Maybe it doesn’t exist now, but the same way that Google catalogs every street, maybe they’re trying to catalog where every person is. I don’t really think that they are, but they could. Somebody could be doing this now. And I’m much less ambivalent about these kinds of data gathering things. I really don’t like them. You can’t go to an airport without people taking pictures of you. This is getting in a little bit of a grey area, but I don’t like that kind of stuff.

Right now, you can’t enter Facebook headquarters – maybe you can’t enter Mixpanel’s – without getting your face scanned. That’s borderline. People need their jobs. And if it is your job to go Facebook, you can’t choose whether to go. I don’t like that kind of stuff. That’s of a different type of thing that’s pretty bullshitty.

A real cynic could say, “Well, you chose to go into public,” but I don’t think that’s a fair argument. You have no choice but to go out of your house at some point.

You’ve wrapped up your promotion for Dataclysm, it’s now out in paperback. So what’s next? Any ideas for another book?

I think I’m going to write it about the imminent A.I. takeover. Basically take Nick Bostrom’s Superintelligence and figure out how to popularize his ideas, essentially. He expresses the concerns very well, but that book is so dense and so rigorous. It’s just impenetrable for your typical reader.

Whether that’s like a quasi-fictional sci-fi ish type of explanation, I don’t know; I’ve got to figure out how that’s going to go. That’s my main challenge. There’s a lot of very plausible things to be worried about, but I’ve got to figure out an interesting and hopefully not too depressing way to put it out there.

What is it that you see in artificial intelligence that worries you?

Computers just have deeper intellectual access to what people are doing because a lot of what people are doing and thinking goes through their phones and the internet. Imagine a computer of the past, like a UNIVAC becoming self-aware and superintelligent. Who cares, right? What’s it’s going to print out punch cards? But computers today have deeper reach into our physical world than they ever have. The physical reach these computers have via drones or via self-driving cars… 10 years down the line, who knows what a computer is going to control?

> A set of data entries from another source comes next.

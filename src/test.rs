//! Stroke fixtures shared by unit tests.

use std::f32::consts::TAU;

use crate::geometry::{point, Point};

/// Samples `n` points on a circle around the origin, plus a final point closing the stroke.
pub fn circle(n: usize, radius: f32) -> Vec<Point> {
    let mut points = (0..n)
        .map(|i| {
            let angle = TAU * i as f32 / n as f32;
            point(radius * angle.cos(), radius * angle.sin())
        })
        .collect::<Vec<_>>();
    points.push(points[0]);
    points
}

/// Traces the closed polygon through `vertices`, placing `counts[i]` evenly spaced points on the
/// edge starting at `vertices[i]`. The stroke ends exactly on its first point.
pub fn polygon(vertices: &[Point], counts: &[usize]) -> Vec<Point> {
    assert_eq!(vertices.len(), counts.len());

    let mut points = Vec::new();
    for (i, (&from, &count)) in vertices.iter().zip(counts).enumerate() {
        let to = vertices[(i + 1) % vertices.len()];
        points.extend((0..count).map(|j| {
            let t = j as f32 / count as f32;
            point(from.x + (to.x - from.x) * t, from.y + (to.y - from.y) * t)
        }));
    }
    points.push(vertices[0]);
    points
}

/// A quickly drawn, narrow triangle: 23 points, 3 corner positions, circularity ~0.5.
pub fn triangle() -> Vec<Point> {
    polygon(
        &[point(0.0, 0.0), point(1.0, 1.0), point(0.8, 1.0)],
        &[6, 8, 8],
    )
}

/// A quickly drawn, skewed quadrilateral: 25 points, 5 corner positions, circularity ~0.46.
pub fn square() -> Vec<Point> {
    polygon(
        &[
            point(0.0, 0.0),
            point(1.0, 1.0),
            point(0.9, 1.0),
            point(0.5, 0.6),
        ],
        &[6; 4],
    )
}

The general public’s idea of sinister A.I. is the Terminator walking around with a shotgun and shooting people. Because that’s what a sinister person would do, but it’s not what a computer will do. That’s what a single individual could accomplish, but a computer won’t be on the scale of a single individual. This is kind of the idea behind the singularity – it’s going to be an unprecedented rupture with the past.

Is the data collection and the machine learning algorithms behind Facebook and Google an early predecessor to the rise of AI?

Those algorithms are certainly the first seeds, but they’re discontinuous with real intelligence. And I don’t think it’s a series of baby steps from that to something that could dominate the world. I’m not really scared of Facebook’s algorithm. It can alter our realities by getting people to think one way or another or whatever. But, that’s not all that different than the power that an editorial board might have had in previous years at a newspaper.

The news feed can’t defend itself. The news feed can’t stop someone from turning it off. That’s a key difference. Obviously, the same type of thinking that goes into these things now is what will eventually lead to a true A.I., but it will take some kind of insight, some kind of genius break.

On the one hand, that’s reassuring. Maybe that genius inspiration never comes. But on the other hand, it could just as easily come tomorrow as it could come 15 years from now.